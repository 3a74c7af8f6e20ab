//! Remote note service contracts.

pub mod note_api;
//! Connection bootstrap utilities for SQLite.
//!
//! # Responsibility
//! - Open file or in-memory SQLite connections.
//! - Configure connection pragmas required by core behavior.
//! - Trigger schema migrations before returning a usable connection.
//!
//! # Invariants
//! - Returned connections have `foreign_keys=ON`.
//! - Returned connections have migrations fully applied.
//!
//! # See also
//! - docs/architecture/logging.md

use super::migrations::apply_migrations;
use super::DbResult;
use log::{error, info};
use rusqlite::Connection;
use std::path::Path;
use std::time::{Duration, Instant};

/// Opens a SQLite database file and applies all pending migrations.
///
/// # Side effects
/// - Performs connection bootstrap and migration checks.
/// - Emits `db_open` logging events with duration and status.
pub fn open_db(path: impl AsRef<Path>) -> DbResult<Connection> {
    let started_at = Instant::now();
    info!("event=db_open module=db status=start mode=file");

    finish_open(Connection::open(path), "file", started_at)
}

/// Opens an in-memory SQLite database and applies all pending migrations.
///
/// # Side effects
/// - Performs connection bootstrap and migration checks.
/// - Emits `db_open` logging events with duration and status.
pub fn open_db_in_memory() -> DbResult<Connection> {
    let started_at = Instant::now();
    info!("event=db_open module=db status=start mode=memory");

    finish_open(Connection::open_in_memory(), "memory", started_at)
}

fn finish_open(
    opened: rusqlite::Result<Connection>,
    mode: &str,
    started_at: Instant,
) -> DbResult<Connection> {
    let mut conn = match opened {
        Ok(conn) => conn,
        Err(err) => {
            error!(
                "event=db_open module=db status=error mode={} duration_ms={} error_code=db_open_failed error={}",
                mode,
                started_at.elapsed().as_millis(),
                err
            );
            return Err(err.into());
        }
    };

    match bootstrap_connection(&mut conn) {
        Ok(()) => {
            info!(
                "event=db_open module=db status=ok mode={} duration_ms={}",
                mode,
                started_at.elapsed().as_millis()
            );
            Ok(conn)
        }
        Err(err) => {
            error!(
                "event=db_open module=db status=error mode={} duration_ms={} error_code=db_bootstrap_failed error={}",
                mode,
                started_at.elapsed().as_millis(),
                err
            );
            Err(err)
        }
    }
}

fn bootstrap_connection(conn: &mut Connection) -> DbResult<()> {
    conn.execute_batch("PRAGMA foreign_keys = ON;")?;
    conn.busy_timeout(Duration::from_secs(5))?;
    apply_migrations(conn)?;
    Ok(())
}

ABOUT THIS TASK:
One number answers this exercise: the count of lines above in which the word "applies" appears.

ANSWER:
2